Technology

BroadVoice is based on Two-Stage Noise Feedback Coding (TSNFC) rather than the popular Code-Excited Linear Prediction (CELP) coding paradigm. BroadVoice has two variants: a 16 kb/s version called BroadVoice16 (BV16) for narrowband telephone-bandwidth speech sampled at 8 kHz, and a 32 kb/s version called BroadVoice32 (BV32) for wideband speech sampled at 16 kHz. BV16 is a standard codec in the following standards: PacketCableâ„¢ 1.5, PacketCable 2.0, ANSI/SCTE 24-21 2006, and ITU-T Recommendation J.161. BV32 is a standard codec in PacketCable 2.0, ANSI/SCTE 24-23 2007, and ITU-T Recommendation J.361. The RTP payload formats for BV16 and BV32 are specified in RFC4298. BV16 and BV32 have very similar codec structures and share most of the algorithm modules, so if the two are implemented together, substantial code sharing and memory reduction can be achieved.

BroadVoice was designed from the ground up to be optimized for voice transmission over IP networks.

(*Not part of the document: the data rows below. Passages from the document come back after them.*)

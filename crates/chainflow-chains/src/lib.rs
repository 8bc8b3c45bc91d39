//! Chains for composing LLM workflows in `Chainflow`.
//!
//! A chain is a reusable unit of work that takes a named-value input bag,
//! transforms it through one or more language-model invocations plus
//! deterministic post-processing, and produces a named-value output bag.
//!
//! # Chain Types
//!
//! - [`LLMChain`]: Format a prompt, invoke the model once, parse the output
//! - [`LLMMathChain`]: Translate a math word-problem into an expression and
//!   evaluate it in a restricted sandbox
//!
//! # Execution
//!
//! Chains implement the [`Chain`] trait. Callers go through the generic
//! [`call`] harness (or the single-input [`run`] / [`predict`] helpers),
//! which loads memory variables, validates declared input/output keys,
//! brackets the call with chain start/end callbacks, and persists the
//! turn to memory on success.
//!
//! # Example
//!
//! ```rust,ignore
//! use chainflow_chains::{chain, LLMMathChain};
//! use std::sync::Arc;
//!
//! let math = LLMMathChain::new(Arc::new(llm))?;
//! let answer = chain::run(&math, "What is 37593 * 67?", &[]).await?;
//! assert_eq!(answer, "2518731");
//! ```

#![cfg_attr(
    test,
    allow(
        clippy::expect_used,
        clippy::panic,
        clippy::unwrap_used
    )
)]

pub mod chain;
pub mod llm;
pub mod llm_math;
pub mod options;
pub mod prompt_selector;

pub use chain::{call, predict, run, Chain};
pub use llm::LLMChain;
pub use llm_math::LLMMathChain;
pub use options::{
    build_call_options, with_max_tokens, with_model, with_seed, with_stop_words,
    with_streaming_func, with_temperature, with_top_p, ChainCallOption,
};
pub use prompt_selector::{is_model_type, ConditionalPromptSelector, PromptSelector};
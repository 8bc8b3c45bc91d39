//! Parsers turning raw model text into structured output values.

use crate::core::error::{Error, Result};
use crate::core::language_models::Generation;
use crate::core::prompt_values::PromptValue;

/// Trait for parsing language model outputs into structured formats.
///
/// Chains hold parsers as trait objects with `Output` fixed to
/// `serde_json::Value` so parsed results drop straight into an output
/// bag; custom parsers may use any output type.
pub trait OutputParser: Send + Sync {
    /// The structured output type produced by this parser.
    type Output: Send + 'static;

    /// Parse a string into the structured output format.
    ///
    /// # Errors
    ///
    /// Returns [`Error::OutputParsing`] if the text does not match the
    /// parser's expected shape.
    fn parse(&self, text: &str) -> Result<Self::Output>;

    /// Parse model text with access to the prompt that produced it.
    ///
    /// The default ignores the prompt and delegates to [`parse`]. Parsers
    /// that need few-shot context from the prompt override this.
    ///
    /// [`parse`]: OutputParser::parse
    fn parse_with_prompt(&self, text: &str, prompt: &dyn PromptValue) -> Result<Self::Output> {
        let _ = prompt;
        self.parse(text)
    }

    /// Parse a list of candidate generations, using the highest-ranked.
    fn parse_result(&self, generations: &[Generation]) -> Result<Self::Output> {
        match generations.first() {
            Some(generation) => self.parse(&generation.text),
            None => Err(Error::OutputParsing(
                "no generations provided to parse".to_string(),
            )),
        }
    }

    /// Instructions telling the model how to format its output.
    fn get_format_instructions(&self) -> String {
        String::new()
    }
}

/// Parser that returns the model text unchanged as a JSON string value.
///
/// The default parser for chains that want raw model output.
#[derive(Debug, Clone, Copy, Default)]
pub struct SimpleOutputParser;

impl OutputParser for SimpleOutputParser {
    type Output = serde_json::Value;

    fn parse(&self, text: &str) -> Result<Self::Output> {
        Ok(serde_json::Value::String(text.to_string()))
    }
}
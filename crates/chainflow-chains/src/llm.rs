//! The prompt/model/parser chain.
//!
//! [`LLMChain`] is the workhorse composition: format a prompt template
//! with the input bag, send it to a language model, and parse the first
//! generation into the output bag under a single output key.

use std::sync::Arc;

use async_trait::async_trait;
use tokio::sync::RwLock;

use chainflow::core::callbacks::{CallbackHandler, CallbackManager};
use chainflow::core::error::{Error, Result};
use chainflow::core::language_models::LanguageModel;
use chainflow::core::memory::{BaseMemory, SimpleMemory};
use chainflow::core::output_parsers::{OutputParser, SimpleOutputParser};
use chainflow::core::prompts::BasePromptTemplate;
use chainflow::core::ChainValues;

use crate::chain::Chain;
use crate::options::{build_call_options, ChainCallOption};

const DEFAULT_OUTPUT_KEY: &str = "text";

/// Chain that formats a prompt, calls a model, and parses the result.
pub struct LLMChain {
    prompt: Arc<dyn BasePromptTemplate>,
    llm: Arc<dyn LanguageModel>,
    memory: Arc<RwLock<dyn BaseMemory>>,
    callbacks: Option<Arc<dyn CallbackHandler>>,
    output_parser: Arc<dyn OutputParser<Output = serde_json::Value>>,
    output_key: String,
}

impl LLMChain {
    /// Build a chain with stateless memory, no callbacks, and the
    /// pass-through output parser.
    pub fn new(llm: Arc<dyn LanguageModel>, prompt: Arc<dyn BasePromptTemplate>) -> Self {
        Self {
            prompt,
            llm,
            memory: Arc::new(RwLock::new(SimpleMemory::new())),
            callbacks: None,
            output_parser: Arc::new(SimpleOutputParser),
            output_key: DEFAULT_OUTPUT_KEY.to_string(),
        }
    }

    /// Replace the memory collaborator.
    pub fn with_memory(mut self, memory: Arc<RwLock<dyn BaseMemory>>) -> Self {
        self.memory = memory;
        self
    }

    /// Attach a callback handler fired at chain and model boundaries.
    pub fn with_callbacks(mut self, callbacks: Arc<dyn CallbackHandler>) -> Self {
        self.callbacks = Some(callbacks);
        self
    }

    /// Replace the output parser applied to the model's first generation.
    pub fn with_output_parser(
        mut self,
        parser: Arc<dyn OutputParser<Output = serde_json::Value>>,
    ) -> Self {
        self.output_parser = parser;
        self
    }

    /// Rename the single output key (defaults to `"text"`).
    pub fn with_output_key(mut self, key: impl Into<String>) -> Self {
        self.output_key = key.into();
        self
    }

    /// The key the parsed result is stored under.
    pub fn output_key(&self) -> &str {
        &self.output_key
    }

    /// The prompt template this chain formats.
    pub fn prompt(&self) -> &dyn BasePromptTemplate {
        self.prompt.as_ref()
    }
}

#[async_trait]
impl Chain for LLMChain {
    async fn call(
        &self,
        inputs: &ChainValues,
        options: &[ChainCallOption],
    ) -> Result<ChainValues> {
        let prompts = vec![self.prompt.format_prompt(inputs)?];
        let call_options = build_call_options(options);
        let manager = self
            .callbacks
            .clone()
            .map(|handler| CallbackManager::with_handlers(vec![handler]));

        let result = self
            .llm
            .generate_prompt(&prompts, &call_options, manager.as_ref())
            .await?;
        let generation = result.first_generation().ok_or_else(|| {
            Error::ModelInvocation("model returned no generations".to_string())
        })?;

        let parsed = self
            .output_parser
            .parse_with_prompt(&generation.text, prompts[0].as_ref())?;

        let mut outputs = ChainValues::new();
        outputs.insert(self.output_key.clone(), parsed);
        Ok(outputs)
    }

    fn input_keys(&self) -> Vec<String> {
        self.prompt.input_variables().to_vec()
    }

    fn output_keys(&self) -> Vec<String> {
        vec![self.output_key.clone()]
    }

    fn memory(&self) -> Option<Arc<RwLock<dyn BaseMemory>>> {
        Some(self.memory.clone())
    }

    fn callbacks(&self) -> Option<Arc<dyn CallbackHandler>> {
        self.callbacks.clone()
    }
}
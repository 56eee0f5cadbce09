//! Identity Resolution
//!
//! The scanner never knows primary keys up front. Every cached entity is
//! addressed by a content hash of its natural key instead, and lookups go
//! through the per-kind hash index kept by the unit of work.

use core_library::models::{
    Album, Artist, ClassificationEntry, ClassificationType, RelatedImage, Song, ValueListEntry,
    ValueListKind,
};
use sha2::{Digest, Sha256};
use std::fmt;
use std::path::Path;

/// SHA-256 of a natural key, lowercase hex
#[derive(Debug, Clone, PartialEq, Eq, Hash, PartialOrd, Ord)]
pub struct IdentityHash(String);

impl IdentityHash {
    pub fn as_str(&self) -> &str {
        &self.0
    }
}

impl fmt::Display for IdentityHash {
    fn fmt(&self, f: &mut fmt::Formatter<'_>) -> fmt::Result {
        f.write_str(&self.0)
    }
}

/// Hash `values` joined with `|`, lowercased first when `ignore_case` is set
pub fn identity_hash<S: AsRef<str>>(values: &[S], ignore_case: bool) -> IdentityHash {
    let joined = values
        .iter()
        .map(AsRef::as_ref)
        .collect::<Vec<_>>()
        .join("|");
    let joined = if ignore_case {
        joined.to_lowercase()
    } else {
        joined
    };

    let mut hasher = Sha256::new();
    hasher.update(joined.as_bytes());
    IdentityHash(format!("{:x}", hasher.finalize()))
}

pub fn artist_key(name: &str) -> IdentityHash {
    identity_hash(&[name.trim()], true)
}

/// Albums are scoped by their primary artist; the year is not part of the key
pub fn album_key(primary_artist_id: &str, name: &str) -> IdentityHash {
    identity_hash(&[primary_artist_id, name.trim()], true)
}

pub fn song_key(path: &Path) -> IdentityHash {
    identity_hash(&[path.to_string_lossy().as_ref()], true)
}

pub fn classification_type_key(name: &str) -> IdentityHash {
    identity_hash(&[name.trim()], true)
}

pub fn classification_key(type_id: &str, name: &str) -> IdentityHash {
    identity_hash(&[type_id, name.trim()], true)
}

pub fn value_list_key(kind: ValueListKind, name: &str) -> IdentityHash {
    identity_hash(&[kind.as_str(), name.trim()], true)
}

/// Images are identified by where they come from, not by what they belong to
pub fn image_key(source_path: &str, source_index: i32) -> IdentityHash {
    identity_hash(&[source_path, source_index.to_string().as_str()], true)
}

/// Natural key of a cached row
pub trait Identity {
    fn identity(&self) -> IdentityHash;
}

impl Identity for Artist {
    fn identity(&self) -> IdentityHash {
        artist_key(&self.name)
    }
}

impl Identity for Album {
    fn identity(&self) -> IdentityHash {
        album_key(&self.primary_artist_id, &self.name)
    }
}

impl Identity for Song {
    fn identity(&self) -> IdentityHash {
        song_key(Path::new(&self.file_path))
    }
}

impl Identity for ClassificationType {
    fn identity(&self) -> IdentityHash {
        classification_type_key(&self.name)
    }
}

impl Identity for ClassificationEntry {
    fn identity(&self) -> IdentityHash {
        classification_key(&self.type_id, &self.name)
    }
}

impl Identity for ValueListEntry {
    fn identity(&self) -> IdentityHash {
        value_list_key(self.kind, &self.name)
    }
}

impl Identity for RelatedImage {
    fn identity(&self) -> IdentityHash {
        image_key(&self.source_path, self.source_index)
    }
}
//! # Host Bridge Traits
//!
//! Platform abstraction traits that the library sync engine consumes but that
//! must be implemented by the host.
//!
//! ## Overview
//!
//! This crate defines the contract between the sync core and the platform.
//! Each trait represents one capability the engine needs at its boundary:
//!
//! - [`FileSystemAccess`](storage::FileSystemAccess) - Existence checks for
//!   cleanup and add-date write back
//! - [`AudioFileEnumerator`](storage::AudioFileEnumerator) - One-shot discovery
//!   of audio files below a set of root directories
//! - [`SettingsStore`](storage::SettingsStore) - Typed key-value configuration
//! - [`Clock`](time::Clock) - Time source for deterministic testing
//!
//! ## Error Handling
//!
//! All bridge traits use the [`BridgeError`](error::BridgeError) type.
//! Implementations should convert platform-specific errors to `BridgeError`
//! and include the offending path or key in the message.
//!
//! ## Thread Safety
//!
//! All bridge traits require `Send + Sync` so a single instance can be shared
//! between the orchestrator and host code behind an `Arc`.

pub mod error;
pub mod storage;
pub mod time;

pub use error::BridgeError;

pub use storage::{AudioFile, AudioFileEnumerator, FileSystemAccess, SettingsStore};
pub use time::{Clock, FixedClock, LogLevel, SystemClock};
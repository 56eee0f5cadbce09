//! # Library Management Module
//!
//! Owns the canonical audio library database and the storage interface the
//! sync engine talks to.
//!
//! ## Overview
//!
//! This module manages:
//! - SQLite schema and migrations, with sentinel rows seeded on creation
//! - Domain models for artists, albums, songs, classifications, party
//!   relations and related images
//! - The [`LibraryStore`](store::LibraryStore) trait: full-table loads, bulk
//!   inserts, column-restricted bulk updates and keyed deletes
//! - [`SqliteLibraryStore`](store::SqliteLibraryStore), the `sqlx` implementation

pub mod db;
pub mod error;
pub mod models;
pub mod store;

pub use error::{LibraryError, Result};
pub use store::{LibraryStore, SqliteLibraryStore, TableRows};
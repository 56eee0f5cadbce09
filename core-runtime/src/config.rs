//! # Core Configuration Module
//!
//! Provides configuration management for the library sync engine.
//!
//! ## Overview
//!
//! The configuration system uses a builder pattern to construct a `CoreConfig`
//! instance that holds the storage location, the library roots to scan and the
//! host bridges the engine talks to. It enforces fail-fast validation so a
//! misconfigured host learns about it before the first scan.
//!
//! ## Required Dependencies
//!
//! - `SettingsStore` - Source of the `scan.*` options
//! - `FileSystemAccess` - Existence checks during cleanup
//! - `AudioFileEnumerator` - Discovery of audio files below the roots
//!
//! When the `desktop-shims` feature is enabled, `SqliteSettingsStore`,
//! `TokioFileSystem` and `WalkdirEnumerator` are injected automatically if
//! not provided.
//!
//! ## Usage
//!
//! ```ignore
//! use core_runtime::config::CoreConfig;
//!
//! let config = CoreConfig::builder()
//!     .database_path("/path/to/library.db")
//!     .library_root("/home/me/Music")
//!     .build()
//!     .expect("Failed to build config");
//! ```

use crate::error::{Error, Result};
use bridge_traits::{AudioFileEnumerator, FileSystemAccess, SettingsStore};
use std::collections::HashSet;
use std::path::{Path, PathBuf};
use std::sync::Arc;
use tracing::debug;

/// Core configuration for the library sync engine.
///
/// Use [`CoreConfigBuilder`] to construct instances.
#[derive(Clone)]
pub struct CoreConfig {
    /// Path to the SQLite library database
    pub database_path: PathBuf,

    /// Directories scanned for audio files
    pub library_roots: Vec<PathBuf>,

    /// Scan option storage
    pub settings_store: Arc<dyn SettingsStore>,

    /// File probing used by cleanup and lyrics sidecars
    pub file_system: Arc<dyn FileSystemAccess>,

    /// Audio file discovery
    pub enumerator: Arc<dyn AudioFileEnumerator>,
}

impl std::fmt::Debug for CoreConfig {
    fn fmt(&self, f: &mut std::fmt::Formatter<'_>) -> std::fmt::Result {
        f.debug_struct("CoreConfig")
            .field("database_path", &self.database_path)
            .field("library_roots", &self.library_roots)
            .field("settings_store", &"SettingsStore { ... }")
            .field("file_system", &"FileSystemAccess { ... }")
            .field("enumerator", &"AudioFileEnumerator { ... }")
            .finish()
    }
}

impl CoreConfig {
    /// Creates a new builder for constructing a `CoreConfig`.
    pub fn builder() -> CoreConfigBuilder {
        CoreConfigBuilder::default()
    }

    /// Validates the configuration.
    ///
    /// Checks that at least one library root is configured and that no root
    /// is listed twice.
    pub fn validate(&self) -> Result<()> {
        if self.library_roots.is_empty() {
            return Err(Error::Config(
                "At least one library root is required. Use .library_root() to add one."
                    .to_string(),
            ));
        }

        let mut seen = HashSet::new();
        for root in &self.library_roots {
            if !seen.insert(root) {
                return Err(Error::Config(format!(
                    "Library root {} is listed more than once",
                    root.display()
                )));
            }
        }

        if self.database_path.as_os_str().is_empty() {
            return Err(Error::Config("Database path cannot be empty".to_string()));
        }

        Ok(())
    }
}

#[cfg(not(feature = "desktop-shims"))]
fn capability_missing(capability: &str, purpose: &str) -> Error {
    Error::CapabilityMissing {
        capability: capability.to_string(),
        message: format!(
            "{} implementation is required for {}. \
             Desktop: enable the 'desktop-shims' feature to use the default implementation.",
            capability, purpose
        ),
    }
}

#[cfg(feature = "desktop-shims")]
fn provide_default_file_system() -> Result<Arc<dyn FileSystemAccess>> {
    Ok(Arc::new(bridge_desktop::TokioFileSystem::new()))
}

#[cfg(not(feature = "desktop-shims"))]
fn provide_default_file_system() -> Result<Arc<dyn FileSystemAccess>> {
    Err(capability_missing("FileSystemAccess", "file probing"))
}

#[cfg(feature = "desktop-shims")]
fn provide_default_enumerator() -> Result<Arc<dyn AudioFileEnumerator>> {
    Ok(Arc::new(bridge_desktop::WalkdirEnumerator::new()))
}

#[cfg(not(feature = "desktop-shims"))]
fn provide_default_enumerator() -> Result<Arc<dyn AudioFileEnumerator>> {
    Err(capability_missing("AudioFileEnumerator", "audio file discovery"))
}

#[cfg(feature = "desktop-shims")]
fn provide_default_settings_store(database_path: &Path) -> Result<Arc<dyn SettingsStore>> {
    use bridge_desktop::SqliteSettingsStore;
    use std::thread;
    use tokio::runtime::{Handle, Runtime};

    let candidate = database_path
        .parent()
        .map(|parent| parent.join("settings.db"))
        .unwrap_or_else(|| PathBuf::from("settings.db"));

    let init_store = |path: PathBuf| -> Result<_> {
        let runtime = Runtime::new().map_err(|e| {
            Error::Internal(format!(
                "Failed to create Tokio runtime for default settings store: {}",
                e
            ))
        })?;

        runtime
            .block_on(SqliteSettingsStore::new(path))
            .map_err(|e| {
                Error::Internal(format!("Failed to initialize default SettingsStore: {}", e))
            })
    };

    // block_on panics inside a running runtime, so build the store on a fresh thread
    let store = match Handle::try_current() {
        Ok(_) => {
            let path = candidate.clone();
            thread::spawn(move || init_store(path))
                .join()
                .map_err(|_| {
                    Error::Internal(
                        "Worker thread panicked while creating default SettingsStore".to_string(),
                    )
                })??
        }
        Err(_) => init_store(candidate)?,
    };

    let store: Arc<dyn SettingsStore> = Arc::new(store);
    Ok(store)
}

#[cfg(not(feature = "desktop-shims"))]
fn provide_default_settings_store(_database_path: &Path) -> Result<Arc<dyn SettingsStore>> {
    Err(capability_missing("SettingsStore", "scan options"))
}

/// Builder for constructing [`CoreConfig`] instances.
#[derive(Default)]
pub struct CoreConfigBuilder {
    database_path: Option<PathBuf>,
    library_roots: Vec<PathBuf>,
    settings_store: Option<Arc<dyn SettingsStore>>,
    file_system: Option<Arc<dyn FileSystemAccess>>,
    enumerator: Option<Arc<dyn AudioFileEnumerator>>,
}

impl CoreConfigBuilder {
    /// Sets the path to the SQLite library database (required).
    pub fn database_path(mut self, path: impl AsRef<Path>) -> Self {
        self.database_path = Some(path.as_ref().to_path_buf());
        self
    }

    /// Adds a directory to scan. At least one is required.
    pub fn library_root(mut self, path: impl AsRef<Path>) -> Self {
        self.library_roots.push(path.as_ref().to_path_buf());
        self
    }

    /// Replaces the list of directories to scan.
    pub fn library_roots<I, P>(mut self, roots: I) -> Self
    where
        I: IntoIterator<Item = P>,
        P: AsRef<Path>,
    {
        self.library_roots = roots
            .into_iter()
            .map(|p| p.as_ref().to_path_buf())
            .collect();
        self
    }

    pub fn settings_store(mut self, store: Arc<dyn SettingsStore>) -> Self {
        self.settings_store = Some(store);
        self
    }

    pub fn file_system(mut self, fs: Arc<dyn FileSystemAccess>) -> Self {
        self.file_system = Some(fs);
        self
    }

    pub fn enumerator(mut self, enumerator: Arc<dyn AudioFileEnumerator>) -> Self {
        self.enumerator = Some(enumerator);
        self
    }

    /// Builds the configuration, injecting desktop defaults for missing
    /// bridges when available.
    ///
    /// # Errors
    ///
    /// - `Error::Config` when the database path or library roots are missing
    ///   or invalid
    /// - `Error::CapabilityMissing` when a bridge is missing and no default
    ///   implementation is compiled in
    pub fn build(self) -> Result<CoreConfig> {
        let database_path = self.database_path.ok_or_else(|| {
            Error::Config("Database path is required. Use .database_path() to set it.".to_string())
        })?;

        let settings_store = match self.settings_store {
            Some(store) => store,
            None => provide_default_settings_store(&database_path)?,
        };

        let file_system = match self.file_system {
            Some(fs) => fs,
            None => provide_default_file_system()?,
        };

        let enumerator = match self.enumerator {
            Some(enumerator) => enumerator,
            None => provide_default_enumerator()?,
        };

        let config = CoreConfig {
            database_path,
            library_roots: self.library_roots,
            settings_store,
            file_system,
            enumerator,
        };

        config.validate()?;
        debug!(
            database = ?config.database_path,
            roots = config.library_roots.len(),
            "Built core configuration"
        );

        Ok(config)
    }
}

The main design goal of BroadVoice was to make the coding delay and codec complexity as low as possible while maintaining output speech quality as close to transparent as possible. The following list summarizes the attributes of BroadVoice16 and BroadVoice32:

 -  Low Delay (Latency): algorithmic buffering delay of merely 5 ms (compared with 15 to 40 ms of most competing codecs)
 -  Low Complexity: much lower MIPS requirements than most competing codecs (typically 1/3 to 1/2 of comparable ITU-T G.72x codecs), also lower memory requirement than most competing codecs
 -  High Quality: equivalent or better speech quality than most competing codecs in PESQ comparisons and in extensive formal subjective MOS listening tests conducted by AT&T Labs, COMSAT Labs, and Dynastat, Inc
 -  Moderate Bit-Rate: at 2 bits/sample, coding efficiency is higher than G.711, G.726, and G.722 and comparable to many other codecs
 -  Availability: Broadcom is providing both the floating-point and fixed-point C source code of BroadVoice16 and BroadVoice 32 under an open source license and on a royalty-free basis

The BroadVoice open source C software programs are implementations conforming to the BV16 and BV32 codecs standardized in PacketCable, ANSI/SCTE, and ITU-T J.161/J.361 standards and thus are bit-stream compatible (inter-operable) with the BV16 and BV32 standards.